Exercise prompt —
Report every line from the following entries that contains the string "HashMap".

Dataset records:
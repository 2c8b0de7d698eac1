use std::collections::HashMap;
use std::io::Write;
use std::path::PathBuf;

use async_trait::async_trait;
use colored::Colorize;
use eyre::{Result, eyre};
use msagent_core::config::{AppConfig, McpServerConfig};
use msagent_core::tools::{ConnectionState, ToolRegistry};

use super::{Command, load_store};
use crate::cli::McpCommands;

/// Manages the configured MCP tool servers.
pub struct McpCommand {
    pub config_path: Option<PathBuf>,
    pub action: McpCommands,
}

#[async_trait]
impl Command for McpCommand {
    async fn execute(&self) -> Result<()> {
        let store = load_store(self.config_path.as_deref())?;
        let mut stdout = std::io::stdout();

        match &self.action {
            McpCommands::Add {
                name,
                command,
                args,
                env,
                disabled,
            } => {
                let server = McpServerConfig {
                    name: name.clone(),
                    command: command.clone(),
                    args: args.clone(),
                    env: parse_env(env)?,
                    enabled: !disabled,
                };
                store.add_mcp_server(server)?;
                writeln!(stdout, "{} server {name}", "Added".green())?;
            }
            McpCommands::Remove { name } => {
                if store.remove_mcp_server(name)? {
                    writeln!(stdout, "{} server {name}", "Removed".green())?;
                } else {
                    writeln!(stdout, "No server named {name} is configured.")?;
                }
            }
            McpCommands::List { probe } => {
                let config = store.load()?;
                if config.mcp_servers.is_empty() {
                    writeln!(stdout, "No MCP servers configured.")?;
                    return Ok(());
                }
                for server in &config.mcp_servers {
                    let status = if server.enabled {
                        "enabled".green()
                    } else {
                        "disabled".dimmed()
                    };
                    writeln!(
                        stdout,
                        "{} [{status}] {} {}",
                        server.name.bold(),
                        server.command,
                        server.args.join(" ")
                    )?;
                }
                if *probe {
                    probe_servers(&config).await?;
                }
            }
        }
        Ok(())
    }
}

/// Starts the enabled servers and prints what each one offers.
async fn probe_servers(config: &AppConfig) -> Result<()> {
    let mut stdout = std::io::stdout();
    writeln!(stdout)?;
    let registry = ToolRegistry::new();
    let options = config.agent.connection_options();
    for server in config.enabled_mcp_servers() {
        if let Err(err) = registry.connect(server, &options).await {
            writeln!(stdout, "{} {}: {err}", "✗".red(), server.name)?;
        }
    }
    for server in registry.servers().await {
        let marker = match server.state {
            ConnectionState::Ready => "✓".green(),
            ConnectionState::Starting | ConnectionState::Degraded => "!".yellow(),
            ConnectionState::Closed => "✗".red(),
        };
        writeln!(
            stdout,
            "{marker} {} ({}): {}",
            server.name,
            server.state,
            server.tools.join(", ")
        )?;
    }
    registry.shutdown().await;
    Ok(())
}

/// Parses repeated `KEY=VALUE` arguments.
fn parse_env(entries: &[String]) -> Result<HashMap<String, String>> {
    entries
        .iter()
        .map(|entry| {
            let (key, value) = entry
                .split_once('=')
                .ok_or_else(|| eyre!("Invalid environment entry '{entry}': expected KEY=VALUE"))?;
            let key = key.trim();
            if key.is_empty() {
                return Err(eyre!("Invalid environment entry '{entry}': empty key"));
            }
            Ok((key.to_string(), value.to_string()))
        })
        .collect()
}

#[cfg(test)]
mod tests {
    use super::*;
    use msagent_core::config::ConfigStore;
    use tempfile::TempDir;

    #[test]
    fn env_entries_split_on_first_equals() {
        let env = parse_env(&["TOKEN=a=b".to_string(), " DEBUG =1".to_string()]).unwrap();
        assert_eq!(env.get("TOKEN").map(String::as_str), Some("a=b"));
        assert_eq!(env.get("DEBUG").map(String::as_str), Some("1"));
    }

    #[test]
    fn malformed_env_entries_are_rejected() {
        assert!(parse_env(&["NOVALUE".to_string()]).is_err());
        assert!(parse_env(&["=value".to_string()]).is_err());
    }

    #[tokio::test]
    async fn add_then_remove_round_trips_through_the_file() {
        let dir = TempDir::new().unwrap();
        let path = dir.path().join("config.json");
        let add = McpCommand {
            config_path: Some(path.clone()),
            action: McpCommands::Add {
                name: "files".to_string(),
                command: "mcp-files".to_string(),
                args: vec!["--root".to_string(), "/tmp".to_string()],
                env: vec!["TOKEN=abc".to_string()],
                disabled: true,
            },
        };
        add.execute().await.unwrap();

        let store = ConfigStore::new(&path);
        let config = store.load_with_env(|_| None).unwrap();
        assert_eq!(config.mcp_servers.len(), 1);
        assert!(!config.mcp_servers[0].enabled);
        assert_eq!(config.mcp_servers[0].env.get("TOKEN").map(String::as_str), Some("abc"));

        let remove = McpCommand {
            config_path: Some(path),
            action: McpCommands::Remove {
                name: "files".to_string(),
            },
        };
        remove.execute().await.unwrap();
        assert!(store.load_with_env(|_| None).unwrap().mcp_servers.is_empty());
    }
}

==

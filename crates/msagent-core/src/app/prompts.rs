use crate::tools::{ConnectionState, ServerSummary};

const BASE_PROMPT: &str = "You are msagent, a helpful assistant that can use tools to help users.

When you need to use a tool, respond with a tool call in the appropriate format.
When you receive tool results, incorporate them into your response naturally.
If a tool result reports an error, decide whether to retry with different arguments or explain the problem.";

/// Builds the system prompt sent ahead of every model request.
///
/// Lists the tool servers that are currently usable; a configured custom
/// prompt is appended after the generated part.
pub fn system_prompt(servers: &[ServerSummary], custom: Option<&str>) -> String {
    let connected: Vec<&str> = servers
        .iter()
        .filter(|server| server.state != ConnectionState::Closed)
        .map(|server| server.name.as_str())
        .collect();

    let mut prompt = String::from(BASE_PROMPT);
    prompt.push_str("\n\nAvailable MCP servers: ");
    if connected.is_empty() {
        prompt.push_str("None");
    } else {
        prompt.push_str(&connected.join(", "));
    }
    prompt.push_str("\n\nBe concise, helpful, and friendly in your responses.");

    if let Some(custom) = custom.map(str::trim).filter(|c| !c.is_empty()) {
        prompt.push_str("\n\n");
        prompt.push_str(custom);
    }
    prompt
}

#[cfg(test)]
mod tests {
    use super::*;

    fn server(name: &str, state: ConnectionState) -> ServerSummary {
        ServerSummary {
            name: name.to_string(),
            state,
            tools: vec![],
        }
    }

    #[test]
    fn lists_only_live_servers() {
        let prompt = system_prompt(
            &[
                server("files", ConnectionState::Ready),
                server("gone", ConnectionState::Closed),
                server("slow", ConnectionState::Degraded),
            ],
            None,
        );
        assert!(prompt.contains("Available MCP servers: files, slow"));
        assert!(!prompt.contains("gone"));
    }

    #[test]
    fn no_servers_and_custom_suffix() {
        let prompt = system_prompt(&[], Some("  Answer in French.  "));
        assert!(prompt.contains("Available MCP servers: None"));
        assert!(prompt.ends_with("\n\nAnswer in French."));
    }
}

* * *

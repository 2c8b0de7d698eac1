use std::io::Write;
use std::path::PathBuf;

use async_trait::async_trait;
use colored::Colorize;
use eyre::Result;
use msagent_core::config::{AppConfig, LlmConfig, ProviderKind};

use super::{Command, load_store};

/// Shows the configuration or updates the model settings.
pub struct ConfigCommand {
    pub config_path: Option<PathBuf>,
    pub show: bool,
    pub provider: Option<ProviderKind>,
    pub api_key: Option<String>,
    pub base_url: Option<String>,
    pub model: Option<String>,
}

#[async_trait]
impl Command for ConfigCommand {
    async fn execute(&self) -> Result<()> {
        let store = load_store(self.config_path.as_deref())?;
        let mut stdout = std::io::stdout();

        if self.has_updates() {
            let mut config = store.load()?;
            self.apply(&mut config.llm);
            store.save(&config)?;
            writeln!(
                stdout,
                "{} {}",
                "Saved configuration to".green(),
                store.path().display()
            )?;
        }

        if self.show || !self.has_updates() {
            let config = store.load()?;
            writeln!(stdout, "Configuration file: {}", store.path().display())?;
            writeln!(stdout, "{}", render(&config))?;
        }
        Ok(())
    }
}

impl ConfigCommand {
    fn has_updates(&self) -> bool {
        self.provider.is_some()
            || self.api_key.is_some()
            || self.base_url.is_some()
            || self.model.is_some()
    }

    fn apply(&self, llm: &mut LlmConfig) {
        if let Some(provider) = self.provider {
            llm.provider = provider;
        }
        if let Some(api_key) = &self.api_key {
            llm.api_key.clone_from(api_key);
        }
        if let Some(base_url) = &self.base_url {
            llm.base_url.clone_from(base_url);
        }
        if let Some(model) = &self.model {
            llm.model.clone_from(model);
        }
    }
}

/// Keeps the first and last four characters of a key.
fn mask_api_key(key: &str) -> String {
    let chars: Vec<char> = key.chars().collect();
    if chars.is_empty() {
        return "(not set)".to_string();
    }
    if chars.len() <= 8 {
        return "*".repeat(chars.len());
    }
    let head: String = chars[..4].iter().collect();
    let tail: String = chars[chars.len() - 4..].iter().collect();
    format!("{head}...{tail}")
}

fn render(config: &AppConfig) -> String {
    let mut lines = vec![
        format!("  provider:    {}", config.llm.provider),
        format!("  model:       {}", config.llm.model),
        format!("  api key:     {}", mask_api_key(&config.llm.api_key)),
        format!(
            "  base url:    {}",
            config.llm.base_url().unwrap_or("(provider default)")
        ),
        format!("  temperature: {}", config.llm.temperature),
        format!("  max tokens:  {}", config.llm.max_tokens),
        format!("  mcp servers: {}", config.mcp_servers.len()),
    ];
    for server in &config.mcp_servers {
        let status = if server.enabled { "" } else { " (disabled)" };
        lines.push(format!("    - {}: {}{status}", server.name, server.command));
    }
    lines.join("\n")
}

Result for this task —
use std::collections::HashMap;
fn parse_env(entries: &[String]) -> Result<HashMap<String, String>> {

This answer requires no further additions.